=== Begin Enclosure ===

//! End-to-end tests for prosono-core services
//!
//! These tests exercise the full stack - config, token store, HTTP client,
//! services - against the mock ProSono backend. Nothing is stubbed below the
//! service layer; requests really go over a socket.
//!
//! Run with: cargo test --test e2e_tests -- --nocapture

use tempfile::TempDir;

use prosono_core::adapters::mock_api::{sample_user, MockConfig, MockProsonoServer};
use prosono_core::config::Config;
use prosono_core::ports::TokenStore;
use prosono_core::{
    AssessmentWizard, AttitudeAnswers, DailySurveyDraft, Error, FrequencyAnswers,
    KnowledgeAnswers, LoginCredentials, ProsonoContext, RegisterData, StepAnswers, User,
    UserStatus,
};

// ============================================================================
// Test Helpers
// ============================================================================

/// Build a context whose settings point at the given mock server
fn create_test_context(server: &MockProsonoServer) -> (TempDir, ProsonoContext) {
    let dir = TempDir::new().expect("Failed to create temp dir");
    let config = Config {
        api_base_url: server.base_url(),
        enforce_age_range: false,
    };
    config.save(dir.path()).expect("Failed to save settings");
    let ctx = ProsonoContext::new(dir.path()).expect("Failed to create context");
    (dir, ctx)
}

fn credentials() -> LoginCredentials {
    LoginCredentials {
        email: "ana@example.com".to_string(),
        password: "correct-horse".to_string(),
    }
}

fn attitude_answers() -> AttitudeAnswers {
    AttitudeAnswers {
        sleep_well_or_poorly: 7,
        enjoy_sleeping: 9,
        sleep_is_important: 8,
        sleep_self_knowledge: 5,
    }
}

fn frequency_answers() -> FrequencyAnswers {
    FrequencyAnswers {
        doze_in_morning_classes: 1,
        last_school_day_without_fatigue: 2,
        doze_in_last_class: 0,
        drowsy_in_car_five_minutes: 3,
        wide_awake_all_day: 2,
        doze_in_afternoon_classes: 1,
        alert_during_classes: 3,
        drowsy_after_school_day: 2,
        drowsy_on_bus_to_activity: 1,
        doze_at_school_mornings: 0,
        alert_in_classes: 3,
        drowsy_during_evening_homework: 2,
        alert_in_last_class: 2,
        doze_on_transport: 1,
        dozed_off_at_school: 0,
        doze_during_evening_homework: 1,
    }
}

fn all_true_knowledge() -> KnowledgeAnswers {
    KnowledgeAnswers {
        short_sleep_causes_irritability: true,
        falling_asleep_raises_body_temperature: true,
        bedtime_does_not_affect_quality: true,
        evening_computer_harms_sleep: true,
        teens_need_eight_hours: true,
        concentration_independent_of_sleep: true,
        sleep_without_brain_activity: true,
        day_or_night_sleep_equivalent: true,
        heavy_meals_harm_sleep: true,
        night_messaging_harms_sleep: true,
        short_sleep_increases_illness: true,
        late_study_as_effective_as_daytime: true,
        bright_light_alters_rhythm: true,
        exercise_helps_falling_asleep: true,
        lost_sleep_recovered_next_night: true,
        insufficient_sleep_causes_weight_gain: true,
        naps_do_not_affect_night_sleep: true,
        sunlight_helps_sleep: true,
        short_sleep_increases_accidents: true,
        several_sleep_stages_per_night: true,
    }
}

/// Walk the wizard to completion and hand back the draft
fn finished_draft(survey_date: &str) -> prosono_core::AssessmentDraft {
    let mut wizard = AssessmentWizard::new(survey_date);
    wizard.complete_step(StepAnswers::Intro).unwrap();
    wizard
        .complete_step(StepAnswers::Attitude(attitude_answers()))
        .unwrap();
    wizard
        .complete_step(StepAnswers::Frequency(frequency_answers()))
        .unwrap();
    wizard
        .complete_step(StepAnswers::Knowledge(all_true_knowledge()))
        .unwrap();
    wizard.finish().unwrap()
}

// ============================================================================
// Session lifecycle
// ============================================================================

/// Scenario A: login persists the token, fetches the profile, and the session
/// user equals that profile exactly.
#[tokio::test]
async fn test_login_resolves_full_profile() {
    let server = MockProsonoServer::start(MockConfig::default()).unwrap();
    let (_dir, ctx) = create_test_context(&server);

    ctx.auth_service.login(&credentials()).await.unwrap();

    assert!(ctx.token_store.has_access_token());
    assert!(ctx.auth_service.is_authenticated());

    let expected: User = serde_json::from_value(sample_user()).unwrap();
    assert_eq!(ctx.auth_service.current_user().unwrap(), expected);
}

#[tokio::test]
async fn test_login_with_bad_credentials_fails_cleanly() {
    let config = MockConfig {
        fail_login: true,
        ..Default::default()
    };
    let server = MockProsonoServer::start(config).unwrap();
    let (_dir, ctx) = create_test_context(&server);

    let err = ctx.auth_service.login(&credentials()).await.unwrap_err();
    assert_eq!(err.status(), Some(401));
    assert!(!ctx.auth_service.is_authenticated());
    assert!(!ctx.token_store.has_access_token());
}

/// Login is still a success when the follow-up profile fetch fails; a
/// minimal placeholder user stands in so nothing downstream sees a null user.
#[tokio::test]
async fn test_login_with_failing_user_fetch_degrades_to_placeholder() {
    let config = MockConfig {
        fail_user_fetch: true,
        ..Default::default()
    };
    let server = MockProsonoServer::start(config).unwrap();
    let (_dir, ctx) = create_test_context(&server);

    ctx.auth_service.login(&credentials()).await.unwrap();

    assert!(ctx.auth_service.is_authenticated());
    let user = ctx.auth_service.current_user().unwrap();
    assert_eq!(user.id, "unknown");
    assert_eq!(user.email, "ana@example.com");
    assert_eq!(user.status, UserStatus::PreEvaluation);
}

#[tokio::test]
async fn test_initialize_rebuilds_session_from_stored_token() {
    let server = MockProsonoServer::start(MockConfig::default()).unwrap();
    let (dir, ctx) = create_test_context(&server);
    ctx.auth_service.login(&credentials()).await.unwrap();
    drop(ctx);

    // A fresh process: same directory, tokens still on disk
    let ctx = ProsonoContext::new(dir.path()).unwrap();
    assert!(ctx.auth_service.is_authenticated());
    assert!(ctx.auth_service.current_user().is_none());

    ctx.auth_service.initialize().await;
    assert_eq!(
        ctx.auth_service.current_user().unwrap().first_name,
        "Ana"
    );
}

#[tokio::test]
async fn test_initialize_clears_tokens_when_session_is_invalid() {
    let config = MockConfig {
        fail_user_fetch: true,
        ..Default::default()
    };
    let server = MockProsonoServer::start(config).unwrap();
    let (_dir, ctx) = create_test_context(&server);

    ctx.token_store
        .set_access_token(&prosono_core::adapters::mock_api::issue_token(3600));
    ctx.auth_service.initialize().await;

    assert!(!ctx.token_store.has_access_token());
    assert!(!ctx.auth_service.is_authenticated());
}

#[tokio::test]
async fn test_logout_clears_session() {
    let server = MockProsonoServer::start(MockConfig::default()).unwrap();
    let (_dir, ctx) = create_test_context(&server);
    ctx.auth_service.login(&credentials()).await.unwrap();

    ctx.auth_service.logout().await;

    assert!(!ctx.auth_service.is_authenticated());
    assert!(ctx.auth_service.current_user().is_none());
    assert!(!ctx.token_store.has_access_token());
}

#[tokio::test]
async fn test_register_never_establishes_a_session() {
    let server = MockProsonoServer::start(MockConfig::default()).unwrap();
    let (_dir, ctx) = create_test_context(&server);

    let data = RegisterData {
        email: "novo@example.com".to_string(),
        password: "long-enough-password".to_string(),
        first_name: "Rui".to_string(),
        last_name: "Costa".to_string(),
        birth_date: chrono::NaiveDate::from_ymd_opt(2009, 3, 2).unwrap(),
        gender: None,
        school: None,
        school_year: None,
    };
    ctx.auth_service.register(&data).await.unwrap();

    assert!(!ctx.auth_service.is_authenticated());
    assert!(!ctx.token_store.has_access_token());
}

#[tokio::test]
async fn test_duplicate_registration_surfaces_conflict() {
    let config = MockConfig {
        duplicate_registration: true,
        ..Default::default()
    };
    let server = MockProsonoServer::start(config).unwrap();
    let (_dir, ctx) = create_test_context(&server);

    let data = RegisterData {
        email: "ana@example.com".to_string(),
        password: "long-enough-password".to_string(),
        first_name: "Ana".to_string(),
        last_name: "Silva".to_string(),
        birth_date: chrono::NaiveDate::from_ymd_opt(2009, 6, 1).unwrap(),
        gender: None,
        school: None,
        school_year: None,
    };
    let err = ctx.auth_service.register(&data).await.unwrap_err();
    assert!(err.is_conflict());
}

=== End Enclosure ===

* [Problem requirements] What lines in the material include the string "services"? Pull each one out.

* [Answer to the exercise]
//! End-to-end tests for prosono-core services
//! services - against the mock ProSono backend. Nothing is stubbed below the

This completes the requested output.